Problem to solve: Using the data below, copy out all lines with the word "ProbeConfig".

Stored data:
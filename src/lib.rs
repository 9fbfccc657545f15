//! Mall Auth - Demo login endpoint for the shopping mall front end
//!
//! Serves `POST /api/login`, which accepts one fixed demo account and
//! returns a placeholder token. There is no user storage and no real
//! token signing.
//!
//! # Architecture Layers
//!
//! - **cli**: Command-line interface
//! - **commands**: CLI command implementations
//! - **config**: Application configuration and constants
//! - **domain**: Credentials and login outcome types
//! - **services**: Login decision logic
//! - **api**: HTTP handlers, middleware, and routes
//! - **errors**: Centralized error handling
//!
//! # CLI Usage
//!
//! ```bash
//! # Start the server
//! cargo run -- serve
//!
//! # Print the OpenAPI document
//! cargo run -- openapi
//! ```

pub mod api;
pub mod cli;
pub mod commands;
pub mod config;
pub mod domain;
pub mod errors;
pub mod services;

// Re-export commonly used types at crate root
pub use api::{create_router, AppState};
pub use config::Config;
pub use domain::{Credentials, LoginResult};
pub use errors::{AppError, AppResult};
pub use services::{FixedCredentials, LoginHandler};
use probe::server::{shutdown_timeout_from_env, wait_for_signal, ProbeConfig, ProbeServer};
use tokio::time::Instant;
use tracing::{info, warn};

#[tokio::main]
async fn main() -> anyhow::Result<()> {
    // Initialize tracing
    tracing_subscriber::fmt()
        .with_env_filter(
            tracing_subscriber::EnvFilter::try_from_default_env()
                .unwrap_or_else(|_| tracing_subscriber::EnvFilter::new("info")),
        )
        .init();

    let config = ProbeConfig::from_env()?;
    let shutdown_timeout = shutdown_timeout_from_env()?;
    info!(
        address = %config.socket_addr(),
        shutdown_timeout = ?shutdown_timeout,
        "Starting probe server"
    );

    let mut server = ProbeServer::new(config);
    server.start().await?;

    // Nothing else to initialize in the standalone daemon
    server.set_ready();
    info!("Ready, serving probes until a termination signal arrives");

    let signal = wait_for_signal().await?;
    info!(signal = signal, "Initiating graceful shutdown");

    // Mark not ready first so the orchestrator stops routing traffic
    server.set_not_ready();

    if let Err(e) = server.stop(Instant::now() + shutdown_timeout).await {
        warn!(error = %e, "Probe server did not shut down cleanly");
        return Err(e.into());
    }

    info!("Probe server shut down gracefully");
    Ok(())
}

Exercise response:
use probe::server::{shutdown_timeout_from_env, wait_for_signal, ProbeConfig, ProbeServer};
    let config = ProbeConfig::from_env()?;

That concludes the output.